Ingredients
6 servings
- •2 cups all-purpose flour
- •¼ cup water, or more to taste
- •2 large eggs
- •1 splash olive oil
- •2 pinches salt
- •2 cloves garlic, roughly chopped
- •2 ½ tablespoons pine nuts
- •2 ½ cups lightly packed fresh basil
- •½ cup extra-virgin olive oil
- •½ cup grated Parmesan cheese
- •1 pinch salt
Instructions
- Combine flour, 1/4 cup water, eggs, olive oil, and salt for pasta in the bowl of a food processor; pulse a few times until just combined. Pinch dough to see if it sticks together and forms a small clump. If it's dry or crumbly, add more water, 1 to 2 tablespoons at a time, just until the dough forms a ball.
- Dump dough onto a floured surface. Knead until dough is smooth and bounces back when you poke it. Wrap in plastic and chill in the refrigerator for at least 30 minutes.
- Remove dough from the refrigerator and pull off a small chunk, about 1/2 teaspoon or smaller. Place dough at the bottom of a wooden cutting board and starting with the tips or your fingers, firmly roll up the board, like you are rolling the dough into a tube. Once the dough is at the base of your palm, keep pressure on it and pull it back and down the board, diagonally at a 45-degree angle to create a spiral shape.
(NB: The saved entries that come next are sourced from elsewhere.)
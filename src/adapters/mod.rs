// Adapters layer: REST clients for the Google services behind the domain ports.

pub mod auth;
pub mod bigquery;
pub mod drive;
pub mod gcs;
pub mod http;
pub mod secret_manager;
use thiserror::Error;

#[derive(Error, Debug)]
pub enum EtlError {
    #[error("Not found: {what}")]
    NotFound { what: String },

    #[error("Malformed input in {source_name}: {message}")]
    MalformedInput { source_name: String, message: String },

    #[error("Transient I/O failure during {operation}: {message}")]
    TransientIo { operation: String, message: String },

    #[error("Configuration error: {message}")]
    Configuration { message: String },

    #[error("Missing required configuration: {field}")]
    MissingConfig { field: String },

    #[error("Invalid configuration value for {field} ({value}): {reason}")]
    InvalidConfigValue {
        field: String,
        value: String,
        reason: String,
    },

    #[error("Authentication failed: {message}")]
    Auth { message: String },

    #[error("API request to {operation} failed with status {status}: {message}")]
    Api {
        operation: String,
        status: u16,
        message: String,
    },

    #[error("Load job {job_id} failed: {message}")]
    LoadJob { job_id: String, message: String },

    #[error("IO error: {0}")]
    Io(#[from] std::io::Error),

    #[error("Serialization error: {0}")]
    Serialization(#[from] serde_json::Error),

    #[error("CSV processing error: {0}")]
    Csv(#[from] csv::Error),
}

#[derive(Debug, Clone, Copy, PartialEq, Eq)]
pub enum ErrorCategory {
    Source,
    Data,
    Network,
    Configuration,
    Authentication,
    Warehouse,
    System,
}

#[derive(Debug, Clone, Copy, PartialEq, Eq, PartialOrd, Ord)]
pub enum ErrorSeverity {
    Low,
    Medium,
    High,
    Critical,
}

impl EtlError {
    pub fn not_found(what: impl Into<String>) -> Self {
        Self::NotFound { what: what.into() }
    }

    pub fn malformed(source_name: impl Into<String>, message: impl Into<String>) -> Self {
        Self::MalformedInput {
            source_name: source_name.into(),
            message: message.into(),
        }
    }

    pub fn transient(operation: impl Into<String>, message: impl ToString) -> Self {
        Self::TransientIo {
            operation: operation.into(),
            message: message.to_string(),
        }
    }

    pub fn config(message: impl Into<String>) -> Self {
        Self::Configuration {
            message: message.into(),
        }
    }

    pub fn auth(message: impl ToString) -> Self {
        Self::Auth {
            message: message.to_string(),
        }
    }

    /// Whether a task failing with this error may be attempted again.
    pub fn is_retryable(&self) -> bool {
        match self {
            Self::TransientIo { .. } => true,
            Self::Io(e) => !matches!(
                e.kind(),
                std::io::ErrorKind::NotFound | std::io::ErrorKind::PermissionDenied
            ),
            _ => false,
        }
    }

    pub fn category(&self) -> ErrorCategory {
        match self {
            Self::NotFound { .. } => ErrorCategory::Source,
            Self::MalformedInput { .. } | Self::Csv(_) => ErrorCategory::Data,
            Self::TransientIo { .. } | Self::Api { .. } => ErrorCategory::Network,
            Self::Configuration { .. }
            | Self::MissingConfig { .. }
            | Self::InvalidConfigValue { .. } => ErrorCategory::Configuration,
            Self::Auth { .. } => ErrorCategory::Authentication,
            Self::LoadJob { .. } => ErrorCategory::Warehouse,
            Self::Io(_) | Self::Serialization(_) => ErrorCategory::System,
        }
    }

    pub fn severity(&self) -> ErrorSeverity {
        match self.category() {
            ErrorCategory::Network => ErrorSeverity::Medium,
            ErrorCategory::Source | ErrorCategory::Data | ErrorCategory::Warehouse => {
                ErrorSeverity::High
            }
            ErrorCategory::Configuration
            | ErrorCategory::Authentication
            | ErrorCategory::System => ErrorSeverity::Critical,
        }
    }

    pub fn recovery_suggestion(&self) -> &'static str {
        match self.category() {
            ErrorCategory::Source => {
                "Check that the file exists in the Drive folder and is not in the trash"
            }
            ErrorCategory::Data => "Inspect the source file; it could not be read as CSV text",
            ErrorCategory::Network => "Retry later; the remote service may be temporarily unavailable",
            ErrorCategory::Configuration => {
                "Set GCS_BUCKET_NAME, GDRIVE_FOLDER_ID and GCP_PROJECT_ID and check the config file"
            }
            ErrorCategory::Authentication => {
                "Verify the service account secret and the ambient credentials' permissions"
            }
            ErrorCategory::Warehouse => {
                "Inspect the BigQuery job errors; the staged file may not match the table schema"
            }
            ErrorCategory::System => "Check local disk and permissions",
        }
    }

    pub fn user_friendly_message(&self) -> String {
        match self {
            Self::NotFound { what } => format!("Could not find {}", what),
            Self::MissingConfig { field } => format!("{} is not set", field),
            Self::LoadJob { job_id, .. } => format!("BigQuery load job {} failed", job_id),
            other => other.to_string(),
        }
    }
}

pub type Result<T> = std::result::Result<T, EtlError>;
Repeat until all dough has been shaped.
- Combine garlic and pine nuts in the bowl of a food processor; process until sandy in texture. Add basil and oil and process until smooth. Stir in grated Parmesan cheese until combined. Taste and add salt if needed.
- Bring a large pot of lightly salted water to a boil. Add trofie and cook, stirring occasionally, until tender yet firm to the bite, about 12 minutes. Drain.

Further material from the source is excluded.